Acclaimed Writers Stack Semi-Annual Graduate Reading Series at Bennington College
BENNINGTON, Vt., Jan. 4, 2008 - At the height of each new year, the Bennington College campus swells when some of America’s most acclaimed and celebrated writers come together for the Bennington Writing Seminars, one of two 10-day -residencies in its MFA in writing program. Hundreds of budding writers travel cross-country to join a host of award-winning faculty and writers-in-residence that include former U.S. Poet Laureate Donald Hall.

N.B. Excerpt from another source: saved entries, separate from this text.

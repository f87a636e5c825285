//! Canvas input mapping and pointer helper utilities.

#[cfg(test)]
#[path = "canvas_input_test.rs"]
mod canvas_input_test;

use canvas::camera::Point as CanvasPoint;
use canvas::input::{Key as CanvasKey, Modifiers as CanvasModifiers};

pub fn map_modifiers(shift: bool, ctrl: bool, alt: bool, meta: bool) -> CanvasModifiers {
    CanvasModifiers { shift, ctrl, alt, meta }
}

/// Keys the editor consumes; the browser default is suppressed for them.
pub fn should_prevent_default_key(key: &str, modifiers: CanvasModifiers) -> bool {
    match key {
        "Delete" | "Backspace" | "Escape" => true,
        "z" | "Z" | "y" | "Y" => modifiers.command(),
        _ => false,
    }
}

pub fn map_key(key: &str) -> CanvasKey {
    CanvasKey(key.to_owned())
}

/// Pointer position in viewport (client) coordinates, the space the engine's
/// viewport rect is measured in.
#[cfg(feature = "csr")]
pub fn pointer_point(ev: &leptos::ev::PointerEvent) -> CanvasPoint {
    CanvasPoint::new(f64::from(ev.client_x()), f64::from(ev.client_y()))
}

#[cfg(feature = "csr")]
pub fn mouse_point(ev: &leptos::ev::MouseEvent) -> CanvasPoint {
    CanvasPoint::new(f64::from(ev.client_x()), f64::from(ev.client_y()))
}
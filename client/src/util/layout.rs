//! Inline styles positioning items by their center in percent.
//!
//! Both editor elements and saved card items are placed the same way: the box
//! is anchored at its center (`translate(-50%, -50%)`) and rotated about it,
//! which is what the engines' hit tests assume.

#[cfg(test)]
#[path = "layout_test.rs"]
mod layout_test;

use canvas::arrange::Placement;
use canvas::doc::Element;

fn centered(x: f64, y: f64, width: f64, rotation: f64) -> String {
    format!("left: {x}%; top: {y}%; width: {width}px; transform: translate(-50%, -50%) rotate({rotation}deg);")
}

/// Style of an editor element, including text styling for text boxes.
#[must_use]
pub fn element_style(el: &Element) -> String {
    let base = centered(el.x, el.y, el.width_px(), el.rotation);
    if !el.is_text() {
        return base;
    }
    format!(
        "{base} font-size: {}px; color: {}; text-align: {};",
        el.font_size_px(),
        el.text_color(),
        el.align().as_str()
    )
}

/// Style of a saved message or drawing on the card.
#[must_use]
pub fn placement_style(placement: &Placement) -> String {
    centered(placement.x, placement.y, placement.width, placement.rotation)
}
//! App links carried between pages and shared with contributors.
//!
//! Page paths come from `cards::routes`; this module adds the query strings
//! (recipient, drawing id) and the absolute origin for shareable links.

#[cfg(test)]
#[path = "links_test.rs"]
mod links_test;

use cards::ItemId;
use cards::routes::{self, DRAWING_ID_QUERY, RECIPIENT_QUERY};

/// Append URL-encoded query pairs to `path`.
#[must_use]
pub fn with_query(path: &str, pairs: &[(&str, &str)]) -> String {
    if pairs.is_empty() {
        return path.to_owned();
    }
    let mut query = url::form_urlencoded::Serializer::new(String::new());
    for (key, value) in pairs {
        query.append_pair(key, value);
    }
    format!("{path}?{}", query.finish())
}

/// Card dashboard, keeping the recipient in the URL.
#[must_use]
pub fn dashboard_link(card_id: &str, recipient: &str) -> String {
    with_query(&routes::card_page(card_id), &[(RECIPIENT_QUERY, recipient)])
}

#[must_use]
pub fn view_link(card_id: &str, recipient: &str) -> String {
    with_query(&routes::view_page(card_id), &[(RECIPIENT_QUERY, recipient)])
}

/// Drawing editor; `drawing_id` re-opens a saved drawing.
#[must_use]
pub fn write_link(card_id: &str, recipient: &str, drawing_id: Option<ItemId>) -> String {
    let path = routes::write_page(card_id);
    match drawing_id {
        Some(id) => with_query(&path, &[(DRAWING_ID_QUERY, &id.to_string()), (RECIPIENT_QUERY, recipient)]),
        None => with_query(&path, &[(RECIPIENT_QUERY, recipient)]),
    }
}

/// Absolute link contributors use to join the card.
#[must_use]
pub fn invite_link(origin: &str, card_id: &str, recipient: &str) -> String {
    format!("{}{}", origin.trim_end_matches('/'), dashboard_link(card_id, recipient))
}

/// Absolute link to the recipient's wrapped reveal.
#[must_use]
pub fn gift_link(origin: &str, card_id: &str) -> String {
    format!("{}{}", origin.trim_end_matches('/'), routes::gift_page(card_id))
}

/// The page origin (`scheme://host[:port]`), empty outside the browser.
#[must_use]
pub fn origin() -> String {
    #[cfg(feature = "csr")]
    {
        web_sys::window().and_then(|w| w.location().origin().ok()).unwrap_or_default()
    }
    #[cfg(not(feature = "csr"))]
    {
        String::new()
    }
}
//! Settings shared by every command.
//!
//! Values come from flags, then the environment (`SCRIBL_*`, optionally from a
//! `.env` file), then defaults. See [`crate::commands::Cli`].

#[cfg(test)]
#[path = "config_test.rs"]
mod config_test;

use cards::routes::{self, RECIPIENT_QUERY};
use reqwest::Url;

/// Where the browser app is served when nothing else is configured.
pub const DEFAULT_APP_ORIGIN: &str = "http://localhost:5173";

/// Author name used when no user name is configured.
pub const ANONYMOUS: &str = "Anonymous";

#[derive(Debug, Clone, PartialEq, Eq)]
pub struct Config {
    pub api_url: String,
    pub app_origin: String,
    /// Identity stamped on added messages and drawings.
    pub user_id: String,
    pub user_name: Option<String>,
}

impl Config {
    #[must_use]
    pub fn author(&self) -> &str {
        self.user_name.as_deref().map(str::trim).filter(|n| !n.is_empty()).unwrap_or(ANONYMOUS)
    }

    /// Absolute app link for `path`, with an optional recipient query.
    fn app_link(&self, path: &str, recipient: Option<&str>) -> String {
        let joined = format!("{}{path}", self.app_origin.trim_end_matches('/'));
        let Ok(mut url) = Url::parse(&joined) else {
            return joined;
        };
        if let Some(name) = recipient.map(str::trim).filter(|r| !r.is_empty()) {
            url.query_pairs_mut().append_pair(RECIPIENT_QUERY, name);
        }
        url.into()
    }

    /// Link contributors use to join the card.
    #[must_use]
    pub fn invite_link(&self, card_id: &str, recipient: Option<&str>) -> String {
        self.app_link(&routes::card_page(card_id), recipient)
    }

    /// Link to the recipient's wrapped reveal.
    #[must_use]
    pub fn gift_link(&self, card_id: &str) -> String {
        self.app_link(&routes::gift_page(card_id), None)
    }

    #[must_use]
    pub fn gift_edit_link(&self, card_id: &str) -> String {
        self.app_link(&routes::gift_edit_page(card_id), None)
    }
}
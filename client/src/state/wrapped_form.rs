//! Text fields of the wrapped editor, per section.

#[cfg(test)]
#[path = "wrapped_form_test.rs"]
mod wrapped_form_test;

use cards::{WrappedData, WrappedSection};

#[derive(Debug, Clone, Copy, PartialEq, Eq, Hash)]
pub enum WrappedField {
    WelcomeTitle,
    WelcomeSubtitle,
    WelcomeMessage,
    StatsTitle,
    StatsSubtitle,
    StatsLabel,
    StatsDescription,
    HiddenTitle,
    HiddenSubtitle,
    HiddenMessage,
}

impl WrappedField {
    /// Fields of `section` in form order.
    #[must_use]
    pub fn of(section: WrappedSection) -> &'static [Self] {
        match section {
            WrappedSection::Welcome => &[Self::WelcomeTitle, Self::WelcomeSubtitle, Self::WelcomeMessage],
            WrappedSection::Stats => {
                &[Self::StatsTitle, Self::StatsSubtitle, Self::StatsLabel, Self::StatsDescription]
            }
            WrappedSection::Hidden => &[Self::HiddenTitle, Self::HiddenSubtitle, Self::HiddenMessage],
        }
    }

    #[must_use]
    pub fn label(self) -> &'static str {
        match self {
            Self::WelcomeTitle | Self::StatsTitle | Self::HiddenTitle => "Title",
            Self::WelcomeSubtitle | Self::StatsSubtitle | Self::HiddenSubtitle => "Subtitle",
            Self::WelcomeMessage | Self::HiddenMessage => "Message",
            Self::StatsLabel => "Label",
            Self::StatsDescription => "Description",
        }
    }

    /// Rendered as a textarea rather than a single-line input.
    #[must_use]
    pub fn multiline(self) -> bool {
        matches!(self, Self::WelcomeMessage | Self::StatsDescription | Self::HiddenMessage)
    }

    #[must_use]
    pub fn get(self, data: &WrappedData) -> &str {
        match self {
            Self::WelcomeTitle => &data.welcome.title,
            Self::WelcomeSubtitle => &data.welcome.subtitle,
            Self::WelcomeMessage => &data.welcome.message,
            Self::StatsTitle => &data.stats.title,
            Self::StatsSubtitle => &data.stats.subtitle,
            Self::StatsLabel => &data.stats.label,
            Self::StatsDescription => &data.stats.description,
            Self::HiddenTitle => &data.hidden.title,
            Self::HiddenSubtitle => &data.hidden.subtitle,
            Self::HiddenMessage => &data.hidden.message,
        }
    }

    pub fn set(self, data: &mut WrappedData, value: String) {
        let slot = match self {
            Self::WelcomeTitle => &mut data.welcome.title,
            Self::WelcomeSubtitle => &mut data.welcome.subtitle,
            Self::WelcomeMessage => &mut data.welcome.message,
            Self::StatsTitle => &mut data.stats.title,
            Self::StatsSubtitle => &mut data.stats.subtitle,
            Self::StatsLabel => &mut data.stats.label,
            Self::StatsDescription => &mut data.stats.description,
            Self::HiddenTitle => &mut data.hidden.title,
            Self::HiddenSubtitle => &mut data.hidden.subtitle,
            Self::HiddenMessage => &mut data.hidden.message,
        };
        *slot = value;
    }
}
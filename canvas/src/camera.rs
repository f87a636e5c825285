//! Coordinate spaces of the editing surface.
//!
//! Four spaces are in play:
//!
//! - **screen**: CSS pixels relative to the browser viewport, as delivered by
//!   pointer events (`clientX`/`clientY`);
//! - **local**: CSS pixels relative to the container's top-left corner;
//! - **percent**: `0..100` of the container on each axis, used for element
//!   positions so layouts survive resizing;
//! - **ink**: `0..1000` on each axis, the fixed resolution of the ink layer.
//!
//! A zero-sized container maps everything to the origin instead of dividing
//! by zero.

#[cfg(test)]
#[path = "camera_test.rs"]
mod camera_test;

use crate::consts::INK_SPACE;

/// A point in any of the spaces above.
#[derive(Debug, Clone, Copy, PartialEq, Default)]
pub struct Point {
    pub x: f64,
    pub y: f64,
}

impl Point {
    #[must_use]
    pub fn new(x: f64, y: f64) -> Self {
        Self { x, y }
    }

    /// Component-wise difference `self - other`.
    #[must_use]
    pub fn sub(self, other: Point) -> Point {
        Point::new(self.x - other.x, self.y - other.y)
    }

    #[must_use]
    pub fn distance(self, other: Point) -> f64 {
        let d = self.sub(other);
        d.x.hypot(d.y)
    }
}

/// The container's bounding rect in screen space.
#[derive(Debug, Clone, Copy, PartialEq, Default)]
pub struct Viewport {
    pub left: f64,
    pub top: f64,
    pub width: f64,
    pub height: f64,
}

impl Viewport {
    #[must_use]
    pub fn new(left: f64, top: f64, width: f64, height: f64) -> Self {
        Self { left, top, width, height }
    }

    /// Whether either dimension is zero or negative.
    #[must_use]
    pub fn is_empty(&self) -> bool {
        self.width <= 0.0 || self.height <= 0.0
    }

    /// Screen point to container-local pixels.
    #[must_use]
    pub fn to_local(&self, screen: Point) -> Point {
        Point::new(screen.x - self.left, screen.y - self.top)
    }

    /// Container-local pixels to screen point.
    #[must_use]
    pub fn to_screen(&self, local: Point) -> Point {
        Point::new(local.x + self.left, local.y + self.top)
    }

    /// Container-local pixels to percentages.
    #[must_use]
    pub fn local_to_percent(&self, local: Point) -> Point {
        Point::new(ratio(local.x, self.width) * 100.0, ratio(local.y, self.height) * 100.0)
    }

    /// Percentages to container-local pixels.
    #[must_use]
    pub fn percent_to_local(&self, percent: Point) -> Point {
        Point::new(percent.x / 100.0 * self.width, percent.y / 100.0 * self.height)
    }

    /// Percentages to screen point.
    #[must_use]
    pub fn percent_to_screen(&self, percent: Point) -> Point {
        self.to_screen(self.percent_to_local(percent))
    }

    /// Screen point to ink space.
    #[must_use]
    pub fn screen_to_ink(&self, screen: Point) -> Point {
        let local = self.to_local(screen);
        Point::new(ratio(local.x, self.width) * INK_SPACE, ratio(local.y, self.height) * INK_SPACE)
    }

    /// Ink space to container-local pixels.
    #[must_use]
    pub fn ink_to_local(&self, ink: Point) -> Point {
        Point::new(ink.x / INK_SPACE * self.width, ink.y / INK_SPACE * self.height)
    }
}

fn ratio(value: f64, extent: f64) -> f64 {
    if extent > 0.0 { value / extent } else { 0.0 }
}
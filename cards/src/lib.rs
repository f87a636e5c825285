//! Shared wire model for the card REST API.
//!
//! This crate owns the JSON representation exchanged with the card backend by
//! both the browser `client` and the `scribl` CLI. The backend speaks
//! camelCase JSON; every type here carries the serde attributes needed to
//! match it, and tolerates fields it does not know about.
//!
//! | Module | Role |
//! |--------|------|
//! | [`model`] | Cards, messages, drawings, request bodies, sparse patches |
//! | [`wrapped`] | The wrapped-experience customization blob |
//! | [`note`] | Plain note text to message HTML |
//! | [`stats`] | Derived card statistics |
//! | [`routes`] | Endpoint and page paths, card id helpers |
//! | [`error`] | [`ApiError`] shared by every HTTP caller |

pub mod error;
pub mod model;
pub mod note;
pub mod routes;
pub mod stats;
pub mod wrapped;

pub use error::ApiError;
pub use model::{
    Card, Drawing, DrawingPatch, ItemId, ItemKind, ItemPatch, Message, MessagePatch, NewCard,
    NewDrawing, NewMessage,
};
pub use note::note_html;
pub use stats::CardStats;
pub use wrapped::{HiddenSection, StatsSection, WelcomeSection, WrappedData, WrappedSection};
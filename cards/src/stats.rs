//! Figures shown on the recipient's stats slide.

#[cfg(test)]
#[path = "stats_test.rs"]
mod stats_test;

use std::collections::HashSet;

use serde::Serialize;

use crate::model::Card;

#[derive(Debug, Clone, Copy, Default, PartialEq, Eq, Serialize)]
#[serde(rename_all = "camelCase")]
pub struct CardStats {
    pub message_count: usize,
    pub drawing_count: usize,
    /// Distinct author ids across messages and drawings. Items without an id
    /// count together as one anonymous contributor.
    pub contributor_count: usize,
}

impl CardStats {
    #[must_use]
    pub fn of(card: &Card) -> Self {
        let contributors: HashSet<Option<&str>> = card
            .messages
            .iter()
            .map(|m| m.user_id.as_deref())
            .chain(card.drawings.iter().map(|d| d.user_id.as_deref()))
            .collect();
        Self {
            message_count: card.messages.len(),
            drawing_count: card.drawings.len(),
            contributor_count: contributors.len(),
        }
    }

    /// Messages and drawings together.
    #[must_use]
    pub fn item_count(&self) -> usize {
        self.message_count + self.drawing_count
    }
}

impl From<&Card> for CardStats {
    fn from(card: &Card) -> Self {
        Self::of(card)
    }
}
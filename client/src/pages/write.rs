//! Drawing editor: ink, text boxes and image stickers, saved to the card as a
//! rasterized drawing plus its editable scene.
//!
//! SYSTEM CONTEXT
//! ==============
//! With `?drawingId=` the page re-opens a saved drawing from its
//! `contentJson` and saving updates it in place; otherwise saving adds a new
//! drawing signed by the local identity. Either way the user lands back on the
//! card dashboard.

#[cfg(test)]
#[path = "write_test.rs"]
mod write_test;

use canvas::consts::{MAX_BRUSH_SIZE, MIN_BRUSH_SIZE, PEN_PALETTE};
use canvas::doc::TextAlign;
use canvas::engine::Engine;
use canvas::input::Tool;
use cards::routes::{DRAWING_ID_QUERY, RECIPIENT_QUERY};
use cards::{DrawingPatch, ItemId, NewDrawing};
use leptos::prelude::*;
use leptos_router::hooks::{use_params_map, use_query_map};

use crate::components::editor_host::{EditorHandle, EditorHost};
use crate::components::identity_modal::IdentityModal;
use crate::state::card as card_state;
use crate::state::identity::Identity;
use crate::util::links;

const FONT_STEP: f64 = 2.0;
const TOOLS: [(Tool, &str); 3] = [(Tool::Select, "Select"), (Tool::Pen, "Pen"), (Tool::Eraser, "Eraser")];
const ALIGNS: [(TextAlign, &str); 3] =
    [(TextAlign::Left, "Left"), (TextAlign::Center, "Center"), (TextAlign::Right, "Right")];

/// What the editor produced for saving.
#[derive(Clone, Debug, PartialEq)]
pub struct ExportedDrawing {
    pub image_data: String,
    pub content_json: String,
    /// Center of the content in percent of the surface.
    pub x: f64,
    pub y: f64,
}

/// Request that persists an exported drawing.
#[derive(Clone, Debug, PartialEq)]
pub enum DrawingSave {
    Update { id: ItemId, patch: DrawingPatch },
    Create(NewDrawing),
}

/// Update the drawing being re-edited, or add a new one signed by `identity`.
pub fn plan_save(exported: ExportedDrawing, drawing_id: Option<ItemId>, identity: &Identity) -> DrawingSave {
    match drawing_id {
        Some(id) => DrawingSave::Update {
            id,
            patch: DrawingPatch {
                image_data: Some(exported.image_data),
                content_json: Some(exported.content_json),
                x: Some(exported.x),
                y: Some(exported.y),
                ..DrawingPatch::default()
            },
        },
        None => DrawingSave::Create(NewDrawing {
            image_data: exported.image_data,
            content_json: exported.content_json,
            user_id: Some(identity.user_id.clone()),
            author_name: Some(identity.display_name().to_owned()),
            x: exported.x,
            y: exported.y,
        }),
    }
}

/// Parse the `drawingId` query value.
pub fn parse_drawing_id(raw: Option<&str>) -> Option<ItemId> {
    raw.and_then(|r| r.trim().parse().ok())
}

/// Rasterize and serialize the scene. Selection chrome must already be gone.
fn export_drawing(engine: &mut Engine) -> Result<ExportedDrawing, String> {
    let image_data = engine.export_png().map_err(|err| format!("Could not render the drawing: {err:?}"))?;
    let content_json = engine.core.content_json().map_err(|err| format!("Could not serialize the drawing: {err}"))?;
    let position = engine.core.drawing_position();
    Ok(ExportedDrawing { image_data, content_json, x: position.x, y: position.y })
}

#[cfg(feature = "csr")]
async fn submit(card_id: &str, save: DrawingSave, recipient: &str) -> Result<(), cards::ApiError> {
    match save {
        DrawingSave::Update { id, patch } => {
            crate::net::api::update_item(card_id, id, &cards::ItemPatch::Drawing(patch)).await
        }
        DrawingSave::Create(body) => crate::net::api::add_drawing(card_id, &body, Some(recipient)).await.map(|_| ()),
    }
}

#[component]
pub fn WritePage() -> impl IntoView {
    let identity = expect_context::<RwSignal<Identity>>();
    let params = use_params_map();
    let query = use_query_map();
    let card_id = params.with_untracked(|p| p.get("id").unwrap_or_default());
    let drawing_id = query.with_untracked(|q| parse_drawing_id(q.get(DRAWING_ID_QUERY).as_deref()));
    let recipient = query.with_untracked(|q| q.get(RECIPIENT_QUERY).unwrap_or_default());

    let handle = EditorHandle::new();
    let ui = handle.ui;
    let show_identity = RwSignal::new(identity.with_untracked(Identity::needs_name));
    let error = RwSignal::new(None::<String>);
    #[cfg(feature = "csr")]
    let navigate = leptos_router::hooks::use_navigate();

    // Re-open a saved drawing once both the engine and the card are ready.
    if let Some(drawing_id) = drawing_id {
        let state = card_state::open_card(&card_id);
        let loaded = RwSignal::new(false);
        let handle = handle.clone();
        Effect::new(move || {
            if loaded.get() || !handle.ready.get() {
                return;
            }
            let content = state.with(|s| {
                s.card.as_ref().and_then(|c| c.drawing(drawing_id)).and_then(|d| d.content_json.clone())
            });
            let Some(raw) = content else {
                return;
            };
            loaded.set(true);
            handle.run(|engine| match engine.load_content_json(&raw) {
                Ok(actions) => actions,
                Err(err) => {
                    error.set(Some(format!("Could not open the drawing: {err}")));
                    Vec::new()
                }
            });
        });
    }

    let on_save = {
        let handle = handle.clone();
        let card_id = card_id.clone();
        let recipient = recipient.clone();
        move |_| {
            if ui.with_untracked(|u| u.saving) {
                return;
            }
            let who = identity.get_untracked();
            if who.needs_name() {
                show_identity.set(true);
                return;
            }
            handle.run(|engine| engine.core.prepare_for_export());
            let exported = match handle.with(export_drawing) {
                Some(Ok(exported)) => exported,
                Some(Err(msg)) => {
                    error.set(Some(msg));
                    return;
                }
                None => return,
            };
            let save = plan_save(exported, drawing_id, &who);
            handle.set_saving(true);
            error.set(None);

            #[cfg(feature = "csr")]
            {
                let handle = handle.clone();
                let card_id = card_id.clone();
                let recipient = recipient.clone();
                let navigate = navigate.clone();
                leptos::task::spawn_local(async move {
                    match submit(&card_id, save, &recipient).await {
                        Ok(()) => navigate(&links::dashboard_link(&card_id, &recipient), Default::default()),
                        Err(err) => {
                            error.set(Some(format!("Failed to save drawing: {err}")));
                            handle.set_saving(false);
                        }
                    }
                });
            }
            #[cfg(not(feature = "csr"))]
            let _ = (save, &card_id, &recipient);
        }
    };

    let tool_buttons = TOOLS
        .iter()
        .map(|&(tool, label)| {
            let handle = handle.clone();
            view! {
                <button
                    class="toolbar__button"
                    class:toolbar__button--active=move || ui.with(|u| u.tool == tool)
                    on:click=move |_| handle.run(|engine| engine.set_tool(tool))
                >
                    {label}
                </button>
            }
        })
        .collect_view();

    let swatches = PEN_PALETTE
        .iter()
        .map(|&color| {
            let handle = handle.clone();
            view! {
                <button
                    class="toolbar__swatch"
                    class:toolbar__swatch--active=move || ui.with(|u| u.ink_color.eq_ignore_ascii_case(color))
                    style:background-color=color
                    title=color
                    on:click=move |_| {
                        handle.run(|engine| {
                            let mut actions = engine.core.set_ink_color(color);
                            if !engine.core.tool().is_ink() {
                                actions.extend(engine.set_tool(Tool::Pen));
                            }
                            actions
                        });
                    }
                ></button>
            }
        })
        .collect_view();

    let align_buttons = ALIGNS
        .iter()
        .map(|&(align, label)| {
            let handle = handle.clone();
            view! {
                <button
                    class="toolbar__button"
                    disabled=move || ui.with(|u| u.selected_font_size().is_none())
                    on:click=move |_| handle.run(|engine| engine.core.set_text_align(align))
                >
                    {label}
                </button>
            }
        })
        .collect_view();

    let on_brush = {
        let handle = handle.clone();
        move |ev: leptos::ev::Event| {
            if let Ok(size) = event_target_value(&ev).parse::<f64>() {
                handle.run(|engine| engine.core.set_brush_size(size));
            }
        }
    };
    let on_add_text = {
        let handle = handle.clone();
        move |_| handle.run(Engine::add_text)
    };
    let on_image_picked = {
        let handle = handle.clone();
        move |ev: leptos::ev::Event| {
            #[cfg(feature = "csr")]
            if let Some(file) = crate::util::files::first_file(&ev) {
                let handle = handle.clone();
                crate::util::files::read_data_url(&file, move |url| handle.run(|engine| engine.add_image(&url)));
            }
            #[cfg(not(feature = "csr"))]
            let _ = (ev, &handle);
        }
    };
    let on_font_smaller = {
        let handle = handle.clone();
        move |_| handle.run(|engine| engine.core.change_font_size(-FONT_STEP))
    };
    let on_font_larger = {
        let handle = handle.clone();
        move |_| handle.run(|engine| engine.core.change_font_size(FONT_STEP))
    };
    let on_delete = {
        let handle = handle.clone();
        move |_| handle.run(|engine| engine.core.delete_selected())
    };
    let on_undo = {
        let handle = handle.clone();
        move |_| handle.run(Engine::undo)
    };
    let on_redo = {
        let handle = handle.clone();
        move |_| handle.run(Engine::redo)
    };

    let back_href = links::dashboard_link(&card_id, &recipient);
    let title = if drawing_id.is_some() { "Edit drawing" } else { "New drawing" };

    view! {
        <div class="write-page">
            <header class="write-header">
                <a class="button button--ghost" href=back_href>"Cancel"</a>
                <h1>{title}</h1>
                <button class="button" on:click=on_save disabled=move || ui.with(|u| u.saving)>
                    {move || if ui.with(|u| u.saving) { "Saving..." } else { "Save" }}
                </button>
            </header>
            <Show when=move || error.get().is_some()>
                <p class="write-error">{move || error.get().unwrap_or_default()}</p>
            </Show>
            <div class="toolbar">
                <div class="toolbar__group">{tool_buttons}</div>
                <div class="toolbar__group">{swatches}</div>
                <label class="toolbar__group">
                    "Brush "
                    <input
                        type="range"
                        min=MIN_BRUSH_SIZE
                        max=MAX_BRUSH_SIZE
                        prop:value=move || ui.with(|u| u.brush_size.to_string())
                        on:input=on_brush
                    />
                </label>
                <div class="toolbar__group">
                    <button class="toolbar__button" on:click=on_add_text>"Add text"</button>
                    <label class="toolbar__button">
                        "Add image"
                        <input type="file" accept="image/*" hidden on:change=on_image_picked />
                    </label>
                </div>
                <div class="toolbar__group">
                    <button
                        class="toolbar__button"
                        disabled=move || ui.with(|u| u.selected_font_size().is_none())
                        on:click=on_font_smaller
                    >
                        "A-"
                    </button>
                    <span class="toolbar__readout">
                        {move || ui.with(|u| u.selected_font_size().map(|s| format!("{s}px")).unwrap_or_default())}
                    </span>
                    <button
                        class="toolbar__button"
                        disabled=move || ui.with(|u| u.selected_font_size().is_none())
                        on:click=on_font_larger
                    >
                        "A+"
                    </button>
                    {align_buttons}
                </div>
                <div class="toolbar__group">
                    <button
                        class="toolbar__button"
                        disabled=move || ui.with(|u| u.selected.is_none())
                        on:click=on_delete
                    >
                        "Delete"
                    </button>
                    <button class="toolbar__button" disabled=move || ui.with(|u| !u.can_undo) on:click=on_undo>
                        "Undo"
                    </button>
                    <button class="toolbar__button" disabled=move || ui.with(|u| !u.can_redo) on:click=on_redo>
                        "Redo"
                    </button>
                </div>
            </div>
            <EditorHost handle=handle />
            <Show when=move || show_identity.get()>
                <IdentityModal on_close=Callback::new(move |()| show_identity.set(false)) />
            </Show>
        </div>
    }
}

Faculty and associates offer an evening reading series, free and open to the public, in Bennington College’s Usdan Gallery, VAPA. The readings begin Thursday, January 3, 2008, and will conclude Saturday, January 12, 2008.
Friday, January 4, 2008, 7:00 pm
Rachel Pastan published her first novel, This Side of Married, in 2004, and her new novel, Lady of the Snakes, is currently in press. Her short fiction has appeared in The Georgia Review, Threepenny Review, Mademoiselle, Mississippi Review, and elsewhere, and her nonfiction has appeared in The Washington Post Book World, The New York Times Book Review, Salon.com, and other venues. She was recognized as one of the Barnes and Nobel Discover Great Writers, has won many prizes for her short fiction, and has been a Fellow at the Bread Loaf Writers Conference.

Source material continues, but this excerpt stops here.